**Supplied records**
━━━━━━━━

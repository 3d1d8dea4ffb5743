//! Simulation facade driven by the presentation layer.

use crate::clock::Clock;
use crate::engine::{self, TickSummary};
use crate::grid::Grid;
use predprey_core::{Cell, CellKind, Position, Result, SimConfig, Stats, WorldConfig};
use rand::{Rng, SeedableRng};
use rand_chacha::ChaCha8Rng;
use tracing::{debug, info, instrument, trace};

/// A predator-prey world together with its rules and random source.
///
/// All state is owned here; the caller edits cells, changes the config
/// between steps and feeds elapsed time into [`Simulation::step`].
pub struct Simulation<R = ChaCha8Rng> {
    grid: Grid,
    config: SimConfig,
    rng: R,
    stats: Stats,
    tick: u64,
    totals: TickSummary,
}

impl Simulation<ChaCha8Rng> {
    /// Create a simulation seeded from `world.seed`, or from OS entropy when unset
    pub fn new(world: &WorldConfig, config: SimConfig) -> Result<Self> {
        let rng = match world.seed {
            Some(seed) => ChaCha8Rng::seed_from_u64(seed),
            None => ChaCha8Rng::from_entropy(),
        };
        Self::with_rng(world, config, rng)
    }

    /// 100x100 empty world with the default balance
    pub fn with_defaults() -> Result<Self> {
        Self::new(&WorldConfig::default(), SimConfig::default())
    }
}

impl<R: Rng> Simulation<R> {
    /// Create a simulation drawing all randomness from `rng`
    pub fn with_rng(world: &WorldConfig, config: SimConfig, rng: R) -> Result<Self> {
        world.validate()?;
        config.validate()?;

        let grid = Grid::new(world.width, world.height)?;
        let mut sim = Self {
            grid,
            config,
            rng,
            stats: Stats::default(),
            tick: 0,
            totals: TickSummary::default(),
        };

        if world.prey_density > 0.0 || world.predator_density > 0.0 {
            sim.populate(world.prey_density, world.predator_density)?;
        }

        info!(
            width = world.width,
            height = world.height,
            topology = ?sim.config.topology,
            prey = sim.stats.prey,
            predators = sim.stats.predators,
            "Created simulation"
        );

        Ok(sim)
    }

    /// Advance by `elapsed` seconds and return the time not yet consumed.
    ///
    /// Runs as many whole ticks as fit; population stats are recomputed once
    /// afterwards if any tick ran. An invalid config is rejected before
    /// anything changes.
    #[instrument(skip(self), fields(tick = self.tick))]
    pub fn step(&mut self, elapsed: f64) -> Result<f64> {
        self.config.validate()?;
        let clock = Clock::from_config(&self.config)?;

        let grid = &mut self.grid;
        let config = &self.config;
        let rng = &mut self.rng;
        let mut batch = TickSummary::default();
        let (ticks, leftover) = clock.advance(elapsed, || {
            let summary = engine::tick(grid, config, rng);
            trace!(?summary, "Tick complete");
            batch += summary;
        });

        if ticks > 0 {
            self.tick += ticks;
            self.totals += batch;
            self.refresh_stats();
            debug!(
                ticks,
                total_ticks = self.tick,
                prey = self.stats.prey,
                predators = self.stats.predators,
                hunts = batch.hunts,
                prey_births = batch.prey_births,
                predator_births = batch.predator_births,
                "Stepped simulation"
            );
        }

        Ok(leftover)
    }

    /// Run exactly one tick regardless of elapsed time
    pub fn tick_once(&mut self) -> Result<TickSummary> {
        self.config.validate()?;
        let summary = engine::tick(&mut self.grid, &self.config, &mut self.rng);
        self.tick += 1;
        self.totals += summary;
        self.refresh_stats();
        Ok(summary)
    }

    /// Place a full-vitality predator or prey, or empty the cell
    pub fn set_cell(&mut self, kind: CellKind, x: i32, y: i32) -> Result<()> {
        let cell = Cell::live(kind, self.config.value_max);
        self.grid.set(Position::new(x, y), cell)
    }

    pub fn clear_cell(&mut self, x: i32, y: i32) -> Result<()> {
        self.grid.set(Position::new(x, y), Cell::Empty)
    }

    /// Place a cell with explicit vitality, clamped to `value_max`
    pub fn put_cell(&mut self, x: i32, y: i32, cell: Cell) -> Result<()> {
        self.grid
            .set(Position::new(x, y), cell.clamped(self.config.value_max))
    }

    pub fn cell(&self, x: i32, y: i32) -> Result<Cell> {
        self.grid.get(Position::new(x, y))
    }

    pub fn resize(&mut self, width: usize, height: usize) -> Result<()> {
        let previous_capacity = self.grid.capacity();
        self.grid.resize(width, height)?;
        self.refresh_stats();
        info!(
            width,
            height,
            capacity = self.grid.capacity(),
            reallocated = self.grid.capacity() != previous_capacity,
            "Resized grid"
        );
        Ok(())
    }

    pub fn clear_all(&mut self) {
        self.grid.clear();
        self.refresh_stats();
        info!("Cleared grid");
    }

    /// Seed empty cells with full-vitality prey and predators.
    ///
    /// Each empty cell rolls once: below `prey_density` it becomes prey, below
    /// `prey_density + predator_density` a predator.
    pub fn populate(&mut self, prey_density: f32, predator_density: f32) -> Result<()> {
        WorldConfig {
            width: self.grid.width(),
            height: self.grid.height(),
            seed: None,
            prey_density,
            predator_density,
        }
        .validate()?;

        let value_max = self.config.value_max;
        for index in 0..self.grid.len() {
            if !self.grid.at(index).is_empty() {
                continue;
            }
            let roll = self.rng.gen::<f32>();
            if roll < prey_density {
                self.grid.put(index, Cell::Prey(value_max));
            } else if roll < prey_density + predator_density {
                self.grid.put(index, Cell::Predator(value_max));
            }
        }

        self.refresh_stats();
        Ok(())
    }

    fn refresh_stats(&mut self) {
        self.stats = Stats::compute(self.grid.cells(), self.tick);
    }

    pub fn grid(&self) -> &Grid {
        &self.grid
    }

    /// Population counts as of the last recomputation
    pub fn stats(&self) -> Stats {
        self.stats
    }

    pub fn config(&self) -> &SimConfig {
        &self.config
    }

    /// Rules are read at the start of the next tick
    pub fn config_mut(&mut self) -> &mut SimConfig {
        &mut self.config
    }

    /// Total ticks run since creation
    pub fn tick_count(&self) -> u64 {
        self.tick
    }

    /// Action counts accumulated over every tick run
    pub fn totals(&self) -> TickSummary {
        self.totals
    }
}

━━━━━━━━

**Work order**
In the listing above, find the line containing "pub fn set_cell(&mut" and the line containing "Place a cell", then retype both and every line between them exactly, with nothing else.

**Task result**
    pub fn set_cell(&mut self, kind: CellKind, x: i32, y: i32) -> Result<()> {
        let cell = Cell::live(kind, self.config.value_max);
        self.grid.set(Position::new(x, y), cell)
    }

    pub fn clear_cell(&mut self, x: i32, y: i32) -> Result<()> {
        self.grid.set(Position::new(x, y), Cell::Empty)
    }

    /// Place a cell with explicit vitality, clamped to `value_max`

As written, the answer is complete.